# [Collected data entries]
╔══

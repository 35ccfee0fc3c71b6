pub mod cart;
pub mod common;
pub mod orders;
pub mod payments;

use sea_orm::DatabaseConnection;
use std::sync::Arc;

use crate::{
    config::AppConfig,
    events::EventSender,
    services::{
        carts::CartService, checkout::CheckoutService, gateway::GatewayClient,
        orders::OrderService, payments::PaymentService,
    },
};

// Re-export AppState so handler modules can import it as crate::handlers::AppState
pub use crate::AppState;

/// Services layer that encapsulates business logic used by HTTP handlers
#[derive(Clone)]
pub struct AppServices {
    pub carts: Arc<CartService>,
    pub orders: Arc<OrderService>,
    pub checkout: Arc<CheckoutService>,
    pub payments: Arc<PaymentService>,
}

impl AppServices {
    /// Wires every service against one connection pool and gateway client.
    pub fn new(
        db: Arc<DatabaseConnection>,
        gateway: Arc<GatewayClient>,
        config: Arc<AppConfig>,
        event_sender: Arc<EventSender>,
    ) -> Self {
        Self {
            carts: Arc::new(CartService::new(db.clone())),
            orders: Arc::new(OrderService::new(db.clone(), event_sender.clone())),
            checkout: Arc::new(CheckoutService::new(
                db.clone(),
                gateway.clone(),
                config.clone(),
                event_sender.clone(),
            )),
            payments: Arc::new(PaymentService::new(db, gateway, config, event_sender)),
        }
    }
}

╚══

# [WHAT IS NEEDED]
Write out each line of the data that holds the string "GatewayClient".

# [TASK OUTPUT]
        carts::CartService, checkout::CheckoutService, gateway::GatewayClient,
        gateway: Arc<GatewayClient>,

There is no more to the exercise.